Instructions to follow: Stopping at the line that holds "let mut vars: HashMap<String, String>", repeat the lines below exactly, starting from the very first and including that final line.

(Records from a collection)
══════
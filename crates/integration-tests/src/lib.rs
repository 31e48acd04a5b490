//! Integration tests for the Nexora storefront.
//!
//! # Running Tests
//!
//! ```bash
//! # Router tests (no database needed)
//! cargo test -p nexora-integration-tests
//!
//! # Database tests: each gets a fresh, migrated database
//! DATABASE_URL=postgres://postgres@localhost/nexora \
//!     cargo test -p nexora-integration-tests -- --ignored
//! ```
//!
//! # Test Categories
//!
//! - `api_routing` - Full router through `tower::ServiceExt::oneshot`
//! - `checkout` - Order engine: stock, atomicity, cancellation
//! - `payments` - Notification reconciliation
//!
//! The helpers here build state and fixtures; they panic on failure
//! because they only ever run inside tests.

#![allow(clippy::missing_panics_doc, clippy::unwrap_used)]

use std::collections::HashMap;

use rust_decimal::Decimal;
use secrecy::SecretString;
use sqlx::PgPool;

use nexora_core::{AddressId, Email, Price, ProductId, Role};
use nexora_storefront::config::StorefrontConfig;
use nexora_storefront::db::payments::NewPayment;
use nexora_storefront::db::users::NewUser;
use nexora_storefront::db::{AddressRepository, PaymentRepository, ProductRepository, UserRepository};
use nexora_storefront::models::{AddressInput, Identity, NewProduct, NewVariant, Payment, User};
use nexora_storefront::services::catalog::slugify;
use nexora_storefront::services::payments::signature::notification_signature;
use nexora_storefront::services::payments::{MidtransClient, Notification};
use nexora_storefront::state::AppState;

/// Token secret used by every test state.
pub const TEST_JWT_SECRET: &str = "aB3$xY9!mK2@nL5#pQ7&rT0*uW4^zC6%";

/// Processor server key used by every test state.
pub const TEST_SERVER_KEY: &str = "SB-Mid-server-9hQ2kLx7";

/// Nothing listens here; checkout session calls fail fast.
const UNREACHABLE_GATEWAY: &str = "http://127.0.0.1:9";

/// Configuration for tests, with optional overrides.
pub fn test_config(overrides: &[(&str, &str)]) -> StorefrontConfig {
    let mut vars: HashMap<String, String> = [
        ("DATABASE_URL", "postgres://postgres@localhost/nexora_test"),
        ("JWT_SECRET", TEST_JWT_SECRET),
        ("MIDTRANS_SERVER_KEY", TEST_SERVER_KEY),
        ("MIDTRANS_CLIENT_KEY", "SB-Mid-client-test"),
        ("FRONTEND_URL", "http://localhost:3000"),
    ]
    .into_iter()
    .map(|(k, v)| (k.to_owned(), v.to_owned()))
    .collect();
    for (k, v) in overrides {
        vars.insert((*k).to_owned(), (*v).to_owned());
    }

    StorefrontConfig::from_lookup(|key| vars.get(key).cloned()).unwrap()
}

/// State around `pool` whose payment gateway is unreachable.
pub fn test_state(pool: PgPool, config: StorefrontConfig) -> AppState {
    let gateway = MidtransClient::with_base_url(&config.midtrans, UNREACHABLE_GATEWAY).unwrap();
    AppState::with_gateway(config, pool, gateway).unwrap()
}

/// Identity as the auth extractors would build it.
pub fn identity(user: &User) -> Identity {
    Identity {
        user_id: user.id,
        email: user.email.as_str().to_owned(),
        role: user.role,
    }
}

/// `Authorization` header value for `user`.
pub fn bearer(state: &AppState, user: &User) -> String {
    format!("Bearer {}", state.tokens().issue(user).unwrap())
}

pub async fn create_user(pool: &PgPool, email: &str, role: Role) -> User {
    let email = Email::parse(email).unwrap();
    UserRepository::new(pool)
        .create(&NewUser {
            email: &email,
            name: "Dewi Lestari",
            password_hash: None,
            google_id: None,
            avatar_url: None,
            role,
        })
        .await
        .unwrap()
}

/// Active product with `stock` units and optional `(value, stock)` sizes.
pub async fn create_product(
    pool: &PgPool,
    name: &str,
    price: i64,
    stock: i32,
    sizes: &[(&str, i32)],
) -> ProductId {
    let product = NewProduct {
        name: name.to_owned(),
        description: String::new(),
        base_price: Decimal::from(price),
        stock,
        category_id: None,
        is_active: true,
        is_featured: false,
        images: vec![format!("https://cdn.example.com/{}.jpg", slugify(name))],
        variants: sizes
            .iter()
            .map(|(value, stock)| NewVariant {
                name: "Size".to_owned(),
                value: (*value).to_owned(),
                price_modifier: Decimal::ZERO,
                stock: *stock,
                sku: None,
            })
            .collect(),
    };
    ProductRepository::new(pool)
        .create(&product, &slugify(name))
        .await
        .unwrap()
}

pub async fn create_address(pool: &PgPool, user: &User) -> AddressId {
    let input = AddressInput {
        label: "Home".to_owned(),
        name: user.name.clone(),
        phone: "081234567890".to_owned(),
        street: "Jl. Merdeka No. 10".to_owned(),
        city: "Bandung".to_owned(),
        state: "Jawa Barat".to_owned(),
        postal_code: "40111".to_owned(),
        country: None,
        is_default: true,
    };
    AddressRepository::new(pool)
        .create(user.id, &input)
        .await
        .unwrap()
        .id
}

pub async fn product_stock(pool: &PgPool, id: ProductId) -> i32 {
    sqlx::query_scalar("SELECT stock FROM products WHERE id = $1")
        .bind(id)
        .fetch_one(pool)
        .await
        .unwrap()
}

pub async fn order_count(pool: &PgPool) -> i64 {
    sqlx::query_scalar("SELECT COUNT(*) FROM orders")
        .fetch_one(pool)
        .await
        .unwrap()
}

/// A pending payment row, as if a checkout session had been opened.
pub async fn open_payment(
    pool: &PgPool,
    order_id: nexora_core::OrderId,
    external_order_id: &str,
    amount: Price,
) -> Payment {
    PaymentRepository::new(pool)
        .create(&NewPayment {
            order_id,
            external_order_id,
            amount,
            snap_token: "snap-token-test",
            redirect_url: "https://app.sandbox.midtrans.com/snap/v4/redirection/test",
        })
        .await
        .unwrap()
}

/// Notification signed with [`TEST_SERVER_KEY`].
pub fn signed_notification(external_order_id: &str, transaction_status: &str) -> Notification {
    let status_code = "200";
    let gross_amount = "150000.00";
    let signature_key = notification_signature(
        external_order_id,
        status_code,
        gross_amount,
        &SecretString::from(TEST_SERVER_KEY),
    );
    Notification {
        order_id: external_order_id.to_owned(),
        status_code: status_code.to_owned(),
        gross_amount: gross_amount.to_owned(),
        signature_key,
        transaction_status: transaction_status.to_owned(),
        payment_type: Some("bank_transfer".to_owned()),
    }
}
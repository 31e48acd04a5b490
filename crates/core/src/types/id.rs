//! Newtype IDs for type-safe entity references.
//!
//! Every persisted entity is keyed by a random UUID. The `define_id!` macro
//! wraps it so a `ProductId` can never be passed where an `OrderId` is
//! expected.

/// Macro to define a type-safe UUID wrapper.
///
/// Creates a newtype wrapper around [`uuid::Uuid`] with:
/// - `Serialize`/`Deserialize` with `#[serde(transparent)]`
/// - `Debug`, `Clone`, `Copy`, `PartialEq`, `Eq`, `Hash`, `Display`, `FromStr`
/// - Conversion methods: `new()`, `generate()`, `as_uuid()`
/// - `sqlx` `Type`, `Encode`, and `Decode` implementations (with `postgres` feature)
///
/// # Example
///
/// ```rust
/// # use nexora_core::define_id;
/// define_id!(UserId);
/// define_id!(OrderId);
///
/// let user_id = UserId::generate();
/// let order_id = OrderId::generate();
///
/// // These are different types, so this won't compile:
/// // let _: UserId = order_id;
/// ```
#[macro_export]
macro_rules! define_id {
    ($name:ident) => {
        #[derive(
            Debug,
            Clone,
            Copy,
            PartialEq,
            Eq,
            Hash,
            ::serde::Serialize,
            ::serde::Deserialize
        )]
        #[serde(transparent)]
        pub struct $name(::uuid::Uuid);

        impl $name {
            /// Wrap an existing UUID.
            #[must_use]
            pub const fn new(id: ::uuid::Uuid) -> Self {
                Self(id)
            }

            /// Generate a fresh random (v4) ID.
            #[must_use]
            pub fn generate() -> Self {
                Self(::uuid::Uuid::new_v4())
            }

            /// Get the underlying UUID.
            #[must_use]
            pub const fn as_uuid(&self) -> ::uuid::Uuid {
                self.0
            }
        }

        impl ::core::fmt::Display for $name {
            fn fmt(&self, f: &mut ::core::fmt::Formatter<'_>) -> ::core::fmt::Result {
                write!(f, "{}", self.0)
            }
        }

        impl ::core::str::FromStr for $name {
            type Err = ::uuid::Error;

            fn from_str(s: &str) -> ::core::result::Result<Self, Self::Err> {
                ::uuid::Uuid::parse_str(s).map(Self)
            }
        }

        impl From<::uuid::Uuid> for $name {
            fn from(id: ::uuid::Uuid) -> Self {
                Self(id)
            }
        }

        impl From<$name> for ::uuid::Uuid {
            fn from(id: $name) -> Self {
                id.0
            }
        }

        #[cfg(feature = "postgres")]
        impl ::sqlx::Type<::sqlx::Postgres> for $name {
            fn type_info() -> ::sqlx::postgres::PgTypeInfo {
                <::uuid::Uuid as ::sqlx::Type<::sqlx::Postgres>>::type_info()
            }

            fn compatible(ty: &::sqlx::postgres::PgTypeInfo) -> bool {
                <::uuid::Uuid as ::sqlx::Type<::sqlx::Postgres>>::compatible(ty)
            }
        }

        #[cfg(feature = "postgres")]
        impl ::sqlx::postgres::PgHasArrayType for $name {
            fn array_type_info() -> ::sqlx::postgres::PgTypeInfo {
                <::uuid::Uuid as ::sqlx::postgres::PgHasArrayType>::array_type_info()
            }
        }

        #[cfg(feature = "postgres")]
        impl<'r> ::sqlx::Decode<'r, ::sqlx::Postgres> for $name {
            fn decode(
                value: ::sqlx::postgres::PgValueRef<'r>,
            ) -> ::core::result::Result<Self, ::sqlx::error::BoxDynError> {
                let id = <::uuid::Uuid as ::sqlx::Decode<::sqlx::Postgres>>::decode(value)?;
                Ok(Self(id))
            }
        }

        #[cfg(feature = "postgres")]
        impl ::sqlx::Encode<'_, ::sqlx::Postgres> for $name {
            fn encode_by_ref(
                &self,
                buf: &mut ::sqlx::postgres::PgArgumentBuffer,
            ) -> ::std::result::Result<::sqlx::encode::IsNull, ::sqlx::error::BoxDynError> {
                <::uuid::Uuid as ::sqlx::Encode<::sqlx::Postgres>>::encode_by_ref(&self.0, buf)
            }
        }
    };
}

define_id!(UserId);
define_id!(AddressId);
define_id!(CategoryId);
define_id!(ProductId);
define_id!(VariantId);
define_id!(ImageId);
define_id!(ReviewId);
define_id!(CartItemId);
define_id!(WishlistId);
define_id!(OrderId);
define_id!(OrderItemId);
define_id!(PaymentId);

impl OrderId {
    /// First eight characters of the hyphenated UUID.
    ///
    /// Used to build short, human-scannable external references.
    #[must_use]
    pub fn short(&self) -> String {
        self.0.to_string().chars().take(8).collect()
    }
}
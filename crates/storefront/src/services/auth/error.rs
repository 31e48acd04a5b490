//! Authentication error types.

use thiserror::Error;

use super::token::TokenError;
use crate::db::RepositoryError;

/// Errors that can occur during authentication operations.
#[derive(Debug, Error)]
pub enum AuthError {
    /// Invalid email format.
    #[error("invalid email: {0}")]
    InvalidEmail(#[from] nexora_core::EmailError),

    /// Invalid credentials (wrong password or user not found).
    #[error("invalid email or password")]
    InvalidCredentials,

    /// The account only signs in through Google.
    #[error("this account has no password, please sign in with Google")]
    PasswordNotSet,

    /// User already exists.
    #[error("email already registered")]
    UserAlreadyExists,

    /// User vanished between token issue and use.
    #[error("user not found")]
    UserNotFound,

    /// Password too weak or invalid.
    #[error("password validation failed: {0}")]
    WeakPassword(String),

    /// Missing or unusable display name.
    #[error("name is required")]
    MissingName,

    /// Repository/database error.
    #[error("database error: {0}")]
    Repository(#[from] RepositoryError),

    /// Password hashing error.
    #[error("password hashing error")]
    PasswordHash,

    /// Token signing error.
    #[error(transparent)]
    Token(#[from] TokenError),
}
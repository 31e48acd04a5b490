//! Request ID middleware.
//!
//! Every request carries an id that ends up on the `http_request` span, as
//! a Sentry tag and in the `x-request-id` response header. Ids supplied by
//! an upstream proxy are reused only when they look like ids; anything else
//! is replaced so arbitrary header content never reaches the logs.

use axum::{extract::Request, http::HeaderValue, middleware::Next, response::Response};
use tracing::Span;
use uuid::Uuid;

/// The HTTP header name for request IDs.
pub const REQUEST_ID_HEADER: &str = "x-request-id";

const MAX_REQUEST_ID_LEN: usize = 128;

/// Id of the request being served, available as a request extension.
#[derive(Debug, Clone, PartialEq, Eq)]
pub struct RequestId(pub String);

/// Upstream id if it is short and made of `[A-Za-z0-9._-]`.
fn accepted(raw: &str) -> Option<&str> {
    let raw = raw.trim();
    let valid = !raw.is_empty()
        && raw.len() <= MAX_REQUEST_ID_LEN
        && raw
            .bytes()
            .all(|b| b.is_ascii_alphanumeric() || matches!(b, b'-' | b'_' | b'.'));
    valid.then_some(raw)
}

/// Ensure every request has an id, then echo it on the response.
pub async fn request_id_middleware(mut request: Request, next: Next) -> Response {
    let request_id = request
        .headers()
        .get(REQUEST_ID_HEADER)
        .and_then(|h| h.to_str().ok())
        .and_then(accepted)
        .map_or_else(|| Uuid::new_v4().to_string(), str::to_owned);

    Span::current().record("request_id", request_id.as_str());
    sentry::configure_scope(|scope| {
        scope.set_tag("request_id", &request_id);
    });
    request
        .extensions_mut()
        .insert(RequestId(request_id.clone()));

    let mut response = next.run(request).await;

    if let Ok(value) = HeaderValue::from_str(&request_id) {
        response.headers_mut().insert(REQUEST_ID_HEADER, value);
    }
    response
}

#[cfg(test)]
mod tests {
    use super::*;

    #[test]
    fn test_accepts_proxy_ids() {
        assert_eq!(accepted("req-abc_123.4"), Some("req-abc_123.4"));
        assert_eq!(
            accepted(" 8c0e6f4e-64a1-4b7b-9d65-1f0f3a3b2c1d "),
            Some("8c0e6f4e-64a1-4b7b-9d65-1f0f3a3b2c1d")
        );
    }

    #[test]
    fn test_rejects_junk() {
        assert_eq!(accepted(""), None);
        assert_eq!(accepted("id with spaces"), None);
        assert_eq!(accepted("id\nforged=1"), None);
        assert_eq!(accepted(&"a".repeat(MAX_REQUEST_ID_LEN + 1)), None);
    }
}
══════
Result of this exercise:
filename crates/integration-tests/src/lib.rs
repository 31e48acd04a5b490
//! Integration tests for the Nexora storefront.
//!
//! # Running Tests
//!
//! ```bash
//! # Router tests (no database needed)
//! cargo test -p nexora-integration-tests
//!
//! # Database tests: each gets a fresh, migrated database
//! DATABASE_URL=postgres://postgres@localhost/nexora \
//!     cargo test -p nexora-integration-tests -- --ignored
//! ```
//!
//! # Test Categories
//!
//! - `api_routing` - Full router through `tower::ServiceExt::oneshot`
//! - `checkout` - Order engine: stock, atomicity, cancellation
//! - `payments` - Notification reconciliation
//!
//! The helpers here build state and fixtures; they panic on failure
//! because they only ever run inside tests.

#![allow(clippy::missing_panics_doc, clippy::unwrap_used)]

use std::collections::HashMap;

use rust_decimal::Decimal;
use secrecy::SecretString;
use sqlx::PgPool;

use nexora_core::{AddressId, Email, Price, ProductId, Role};
use nexora_storefront::config::StorefrontConfig;
use nexora_storefront::db::payments::NewPayment;
use nexora_storefront::db::users::NewUser;
use nexora_storefront::db::{AddressRepository, PaymentRepository, ProductRepository, UserRepository};
use nexora_storefront::models::{AddressInput, Identity, NewProduct, NewVariant, Payment, User};
use nexora_storefront::services::catalog::slugify;
use nexora_storefront::services::payments::signature::notification_signature;
use nexora_storefront::services::payments::{MidtransClient, Notification};
use nexora_storefront::state::AppState;

/// Token secret used by every test state.
pub const TEST_JWT_SECRET: &str = "aB3$xY9!mK2@nL5#pQ7&rT0*uW4^zC6%";

/// Processor server key used by every test state.
pub const TEST_SERVER_KEY: &str = "SB-Mid-server-9hQ2kLx7";

/// Nothing listens here; checkout session calls fail fast.
const UNREACHABLE_GATEWAY: &str = "http://127.0.0.1:9";

/// Configuration for tests, with optional overrides.
pub fn test_config(overrides: &[(&str, &str)]) -> StorefrontConfig {
    let mut vars: HashMap<String, String> = [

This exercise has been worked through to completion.